-- ASSIGNED TASK --
Go through the listing below and output exactly the line with "a scripted mock.", the line with "reachable via PATH?", and each line between; omit the rest.

-- RECORD EXTRACTS --
┏━━
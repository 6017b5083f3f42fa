//! devinit - idempotent Ubuntu workstation provisioner
//!
//! Usage:
//!   devinit                  Apply the provisioning sequence
//!   devinit run              Same, with flags
//!   devinit plan             Show which steps would run, apply nothing
//!   devinit versions         Print installed tool versions

use anyhow::{Context, Result};
use clap::{Parser, Subcommand};
use devinit::config::Config;
use devinit::probe::LiveProbe;
use devinit::step::{Outcome, Presence, StepContext};
use devinit::steps::{self, RunOptions, report};
use devinit::{executor, lock, output};
use std::path::PathBuf;

#[derive(Parser)]
#[command(name = "devinit")]
#[command(about = "Idempotent developer workstation provisioner for Ubuntu")]
#[command(version)]
struct Cli {
    #[command(subcommand)]
    command: Option<Commands>,

    /// Path to a TOML config overriding pinned versions and targets
    #[arg(short, long, global = true)]
    config: Option<PathBuf>,

    /// Home directory override (mainly for testing)
    #[arg(long, global = true, env = "DEVINIT_HOME")]
    home: Option<PathBuf>,
}

#[derive(Subcommand)]
enum Commands {
    /// Apply the provisioning sequence (default)
    Run {
        /// Register nu as the login shell after installing it
        #[arg(long)]
        set_login_shell: bool,

        /// Skip the snap application steps
        #[arg(long)]
        skip_snaps: bool,
    },

    /// Show which steps would run, applying nothing
    Plan {
        /// Skip the snap application steps
        #[arg(long)]
        skip_snaps: bool,
    },

    /// Print installed tool versions
    Versions,
}

fn main() -> Result<()> {
    let cli = Cli::parse();

    let config = Config::load(cli.config.as_deref())?;
    let home = match cli.home {
        Some(h) => h,
        None => dirs::home_dir().context("cannot determine home directory")?,
    };

    let command = cli.command.unwrap_or(Commands::Run {
        set_login_shell: false,
        skip_snaps: false,
    });

    match command {
        Commands::Run {
            set_login_shell,
            skip_snaps,
        } => {
            let opts = RunOptions {
                set_login_shell,
                skip_snaps,
            };
            run_sequence(&config, home, opts)
        }

        Commands::Plan { skip_snaps } => {
            let opts = RunOptions {
                skip_snaps,
                ..Default::default()
            };
            let probe = LiveProbe::new();
            let sequence = steps::sequence(&config, &home, opts);
            let entries = executor::plan(&sequence, &probe)?;

            for (name, presence) in &entries {
                match presence {
                    Presence::Present(reason) => {
                        output::skip(&format!("{}: {}", name, reason));
                    }
                    Presence::Absent => {
                        output::info(&format!("{}: would install", name));
                    }
                }
            }

            let pending = entries
                .iter()
                .filter(|(_, p)| *p == Presence::Absent)
                .count();
            output::action(&format!("{} of {} steps would run", pending, entries.len()));
            Ok(())
        }

        Commands::Versions => {
            report::print_versions(&home);
            Ok(())
        }
    }
}

fn run_sequence(config: &Config, home: PathBuf, opts: RunOptions) -> Result<()> {
    let _lock = lock::acquire_run_lock(&home.join(".cache/devinit/run.lock"))?;

    let staging = tempfile::Builder::new()
        .prefix("devinit-")
        .tempdir()
        .context("failed to create staging directory")?;

    let probe = LiveProbe::new();
    let sequence = steps::sequence(config, &home, opts);
    let ctx = StepContext {
        config,
        home: home.clone(),
        staging: staging.path().to_path_buf(),
        probe: &probe,
    };

    let report = executor::run(&sequence, &ctx);

    if let Some(failed) = report.failure() {
        // Keep staged downloads for inspection; only a successful run
        // cleans up after itself.
        let kept = staging.keep();
        output::warning(&format!("staged downloads kept at {}", kept.display()));

        let reason = match &failed.outcome {
            Outcome::Failed(msg) => msg.clone(),
            _ => "unknown failure".to_string(),
        };
        anyhow::bail!("provisioning aborted at step '{}': {}", failed.step, reason);
    }

    drop(staging);

    output::success(&format!(
        "provisioning complete: {} installed, {} already present",
        report.installed_count(),
        report.skipped_count()
    ));

    report::print_versions(&home);
    Ok(())
}
//! Host observation layer
//!
//! Presence checks go through [`HostProbe`] so steps never inspect the host
//! directly. The live implementation scans PATH, the filesystem, the snap
//! registry, and `/etc/shells`; tests substitute a scripted mock.

use anyhow::{Context, Result};
use std::path::{Path, PathBuf};
use std::process::{Command, Stdio};

/// Read-only queries against the machine being provisioned.
pub trait HostProbe {
    /// Is an executable with this name reachable via PATH?
    fn command_on_path(&self, name: &str) -> bool;

    /// Does this file or directory exist?
    fn path_exists(&self, path: &Path) -> bool;

    /// Is a snap with exactly this name installed?
    fn snap_installed(&self, name: &str) -> Result<bool>;

    /// Is this shell path registered in the system shells file?
    fn login_shell_registered(&self, shell_path: &str) -> Result<bool>;
}

/// [`HostProbe`] backed by the real host.
pub struct LiveProbe {
    shells_file: PathBuf,
}

impl Default for LiveProbe {
    fn default() -> Self {
        Self {
            shells_file: PathBuf::from("/etc/shells"),
        }
    }
}

impl LiveProbe {
    pub fn new() -> Self {
        Self::default()
    }

    #[cfg(test)]
    fn with_shells_file(shells_file: PathBuf) -> Self {
        Self { shells_file }
    }
}

impl HostProbe for LiveProbe {
    fn command_on_path(&self, name: &str) -> bool {
        let Some(path) = std::env::var_os("PATH") else {
            return false;
        };
        std::env::split_paths(&path).any(|dir| dir.join(name).is_file())
    }

    fn path_exists(&self, path: &Path) -> bool {
        path.exists()
    }

    fn snap_installed(&self, name: &str) -> Result<bool> {
        // `snap list <name>` exits 0 only for an exact installed name. This is
        // a per-entry membership query, so "code" never matches "code-insiders".
        let status = Command::new("snap")
            .args(["list", name])
            .stdout(Stdio::null())
            .stderr(Stdio::null())
            .status()
            .context("failed to run snap; is snapd installed?")?;
        Ok(status.success())
    }

    fn login_shell_registered(&self, shell_path: &str) -> Result<bool> {
        if !self.shells_file.exists() {
            return Ok(false);
        }
        let content = std::fs::read_to_string(&self.shells_file)
            .with_context(|| format!("failed to read {}", self.shells_file.display()))?;
        Ok(content.lines().any(|line| line.trim() == shell_path))
    }
}
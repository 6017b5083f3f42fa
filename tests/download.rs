//! Download and digest verification against a local mock server
//!
//! The download path uses blocking I/O, so each test drives it from
//! `spawn_blocking` while wiremock serves responses on the runtime.

use devinit::util::download;
use sha2::{Digest, Sha256};
use wiremock::matchers::{method, path};
use wiremock::{Mock, MockServer, ResponseTemplate};

const PAYLOAD: &[u8] = b"not a real tarball, but bytes all the same";

fn payload_sha256() -> String {
    hex::encode(Sha256::digest(PAYLOAD))
}

async fn serve_payload() -> MockServer {
    let server = MockServer::start().await;
    Mock::given(method("GET"))
        .and(path("/archive.tar.gz"))
        .respond_with(ResponseTemplate::new(200).set_body_bytes(PAYLOAD))
        .mount(&server)
        .await;
    server
}

#[tokio::test(flavor = "multi_thread")]
async fn fetch_writes_the_body_to_disk() {
    let server = serve_payload().await;
    let url = format!("{}/archive.tar.gz", server.uri());

    let dir = tempfile::TempDir::new().unwrap();
    let dest = dir.path().join("archive.tar.gz");

    let written = tokio::task::spawn_blocking({
        let dest = dest.clone();
        move || download::fetch(&url, &dest)
    })
    .await
    .unwrap()
    .unwrap();

    assert_eq!(written, PAYLOAD.len() as u64);
    assert_eq!(std::fs::read(&dest).unwrap(), PAYLOAD);
}

#[tokio::test(flavor = "multi_thread")]
async fn matching_digest_passes() {
    let server = serve_payload().await;
    let url = format!("{}/archive.tar.gz", server.uri());
    let digest = payload_sha256();

    let dir = tempfile::TempDir::new().unwrap();
    let dest = dir.path().join("archive.tar.gz");

    let result = tokio::task::spawn_blocking({
        let dest = dest.clone();
        move || download::fetch_verified(&url, &dest, Some(&digest))
    })
    .await
    .unwrap();

    assert!(result.is_ok());
    assert!(dest.exists());
}

#[tokio::test(flavor = "multi_thread")]
async fn digest_comparison_ignores_case_and_whitespace() {
    let server = serve_payload().await;
    let url = format!("{}/archive.tar.gz", server.uri());
    let digest = format!("  {}\n", payload_sha256().to_uppercase());

    let dir = tempfile::TempDir::new().unwrap();
    let dest = dir.path().join("archive.tar.gz");

    let result = tokio::task::spawn_blocking({
        let dest = dest.clone();
        move || download::fetch_verified(&url, &dest, Some(&digest))
    })
    .await
    .unwrap();

    assert!(result.is_ok());
}

#[tokio::test(flavor = "multi_thread")]
async fn mismatched_digest_fails_and_removes_the_file() {
    let server = serve_payload().await;
    let url = format!("{}/archive.tar.gz", server.uri());
    let wrong = "0".repeat(64);

    let dir = tempfile::TempDir::new().unwrap();
    let dest = dir.path().join("archive.tar.gz");

    let result = tokio::task::spawn_blocking({
        let dest = dest.clone();
        move || download::fetch_verified(&url, &dest, Some(&wrong))
    })
    .await
    .unwrap();

    let err = result.unwrap_err();
    assert!(err.to_string().contains("sha256 mismatch"));
    // A corrupt download must not be left behind to be extracted later.
    assert!(!dest.exists());
}

#[tokio::test(flavor = "multi_thread")]
async fn http_error_status_fails() {
    let server = MockServer::start().await;
    Mock::given(method("GET"))
        .and(path("/missing"))
        .respond_with(ResponseTemplate::new(404))
        .mount(&server)
        .await;
    let url = format!("{}/missing", server.uri());

    let dir = tempfile::TempDir::new().unwrap();
    let dest = dir.path().join("missing");

    let result = tokio::task::spawn_blocking({
        let dest = dest.clone();
        move || download::fetch(&url, &dest)
    })
    .await
    .unwrap();

    assert!(result.is_err());
    assert!(!dest.exists());
}
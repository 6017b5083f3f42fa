//! Step model for the provisioning sequence
//!
//! A step is one guarded install action: a presence check against the host,
//! and a single action that takes the target from absent to present. The check
//! observes the host through [`HostProbe`](crate::probe::HostProbe) only, so
//! skip detection can be tested without touching a real machine.
//!
//! Per-step lifecycle: absent -> installing -> installed, or absent ->
//! already-present. Nothing is ever updated in place or removed.

use crate::config::Config;
use crate::probe::HostProbe;
use anyhow::Result;
use std::path::PathBuf;

/// Result of a step's presence check.
#[derive(Debug, Clone, PartialEq, Eq)]
pub enum Presence {
    /// The target already exists; the reason is shown in the skip message.
    Present(String),
    /// The target is missing and the step's action should run.
    Absent,
}

/// What happened to one step during a run.
#[derive(Debug, Clone, PartialEq, Eq)]
pub enum Outcome {
    /// The action ran to completion.
    Installed,
    /// The check found the target already present; the action did not run.
    AlreadyPresent(String),
    /// The check or the action failed; the sequence stopped here.
    Failed(String),
}

/// One `(step, outcome)` pair in a run report.
#[derive(Debug, Clone)]
pub struct StepReport {
    pub step: String,
    pub outcome: Outcome,
}

/// Structured record of a full run: every step up to and including a failure.
#[derive(Debug, Default)]
pub struct RunReport {
    pub outcomes: Vec<StepReport>,
}

impl RunReport {
    /// The failing step, if the run stopped early.
    pub fn failure(&self) -> Option<&StepReport> {
        self.outcomes
            .iter()
            .find(|r| matches!(r.outcome, Outcome::Failed(_)))
    }

    pub fn succeeded(&self) -> bool {
        self.failure().is_none()
    }

    /// Number of steps whose action actually ran.
    pub fn installed_count(&self) -> usize {
        self.outcomes
            .iter()
            .filter(|r| r.outcome == Outcome::Installed)
            .count()
    }

    /// Number of steps skipped as already present.
    pub fn skipped_count(&self) -> usize {
        self.outcomes
            .iter()
            .filter(|r| matches!(r.outcome, Outcome::AlreadyPresent(_)))
            .count()
    }
}

/// Everything a step action may touch besides the host itself.
pub struct StepContext<'a> {
    pub config: &'a Config,
    /// The user's home directory (overridable for tests).
    pub home: PathBuf,
    /// Scratch directory for downloads. Removed on success, kept on failure.
    pub staging: PathBuf,
    /// Host observation layer, for actions that need a mid-apply re-check.
    pub probe: &'a dyn HostProbe,
}

/// One guarded install action in the provisioning sequence.
pub trait Step {
    /// Short identifier used in reports and messages, e.g. "neovim".
    fn name(&self) -> &str;

    /// One-line description of the action, e.g. "Installing Neovim 0.10.3".
    fn summary(&self) -> String;

    /// Observe the host and decide whether the action is needed.
    ///
    /// Must not mutate the host.
    fn check(&self, probe: &dyn HostProbe) -> Result<Presence>;

    /// Perform the single install action. Only called when `check` returned
    /// [`Presence::Absent`].
    fn apply(&self, ctx: &StepContext) -> Result<()>;
}
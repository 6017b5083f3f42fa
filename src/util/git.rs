//! Git clone helpers
//!
//! Configuration repositories are cloned shallowly into an explicit
//! destination. A destination that already holds a valid clone is left
//! alone; a corrupt one is removed and re-cloned.

use crate::output;
use anyhow::{Context, Result, bail};
use std::path::Path;
use std::process::{Command, Stdio};

/// Only network URL schemes are accepted; bare local paths are not clone
/// targets for this tool.
fn validate_url(url: &str) -> Result<()> {
    if url.starts_with("https://")
        || url.starts_with("http://")
        || url.starts_with("git@")
        || url.starts_with("ssh://")
    {
        Ok(())
    } else {
        bail!(
            "unsupported git URL scheme: {}\n\
             only https://, http://, ssh://, and git@ URLs are supported",
            url
        )
    }
}

/// Does `dir` hold a clone with a resolvable HEAD?
pub fn is_valid_repo(dir: &Path) -> bool {
    if !dir.join(".git").exists() {
        return false;
    }
    Command::new("git")
        .args(["-C", &dir.to_string_lossy(), "rev-parse", "HEAD"])
        .stdout(Stdio::null())
        .stderr(Stdio::null())
        .status()
        .map(|s| s.success())
        .unwrap_or(false)
}

/// Shallow-clone `url` into `dest` (the repository directory itself, not a
/// parent). An existing valid clone is kept; a corrupt one is re-cloned.
pub fn clone_into(url: &str, dest: &Path) -> Result<()> {
    validate_url(url)?;

    if dest.join(".git").exists() {
        if is_valid_repo(dest) {
            output::detail(&format!("git: {} already cloned", dest.display()));
            return Ok(());
        }
        output::warning(&format!(
            "git: {} exists but is invalid, re-cloning",
            dest.display()
        ));
        let _ = std::fs::remove_dir_all(dest);
    }

    output::detail(&format!("git clone {}", url));

    let dest_str = dest
        .to_str()
        .context("destination path contains invalid UTF-8")?;

    let output = Command::new("git")
        .args(["clone", "--depth", "1", url, dest_str])
        .stdout(Stdio::null())
        .stderr(Stdio::piped())
        .output()
        .with_context(|| "failed to run git")?;

    if !output.status.success() {
        let stderr = String::from_utf8_lossy(&output.stderr);
        bail!("git clone failed for {}\nDetails: {}", url, stderr.trim());
    }

    output::detail(&format!("cloned {} to {}", url, dest.display()));
    Ok(())
}

#[cfg(test)]
mod tests {
    use super::*;
    use tempfile::TempDir;

    #[test]
    fn test_validate_url_https() {
        assert!(validate_url("https://github.com/user/repo.git").is_ok());
    }

    #[test]
    fn test_validate_url_ssh() {
        assert!(validate_url("git@github.com:user/repo.git").is_ok());
        assert!(validate_url("ssh://git@github.com/user/repo.git").is_ok());
    }

    #[test]
    fn test_validate_url_file_rejected() {
        assert!(validate_url("file:///etc/passwd").is_err());
    }

    #[test]
    fn test_validate_url_bare_path_rejected() {
        assert!(validate_url("/local/path/to/repo").is_err());
    }

    #[test]
    fn test_is_valid_repo_plain_dir() {
        let dir = TempDir::new().unwrap();
        assert!(!is_valid_repo(dir.path()));
    }

    #[test]
    fn test_is_valid_repo_fake_git_dir() {
        // A .git directory with no objects has no resolvable HEAD.
        let dir = TempDir::new().unwrap();
        std::fs::create_dir(dir.path().join(".git")).unwrap();
        assert!(!is_valid_repo(dir.path()));
    }

    #[test]
    fn test_clone_into_rejects_local_path() {
        let dir = TempDir::new().unwrap();
        let err = clone_into(
            &dir.path().to_string_lossy(),
            &dir.path().join("clone"),
        )
        .unwrap_err();
        assert!(err.to_string().contains("unsupported git URL scheme"));
    }
}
┗━━
-- ANSWER FOR THIS EXERCISE --
//! registry, and `/etc/shells`; tests substitute a scripted mock.

use anyhow::{Context, Result};
use std::path::{Path, PathBuf};
use std::process::{Command, Stdio};

/// Read-only queries against the machine being provisioned.
pub trait HostProbe {
    /// Is an executable with this name reachable via PATH?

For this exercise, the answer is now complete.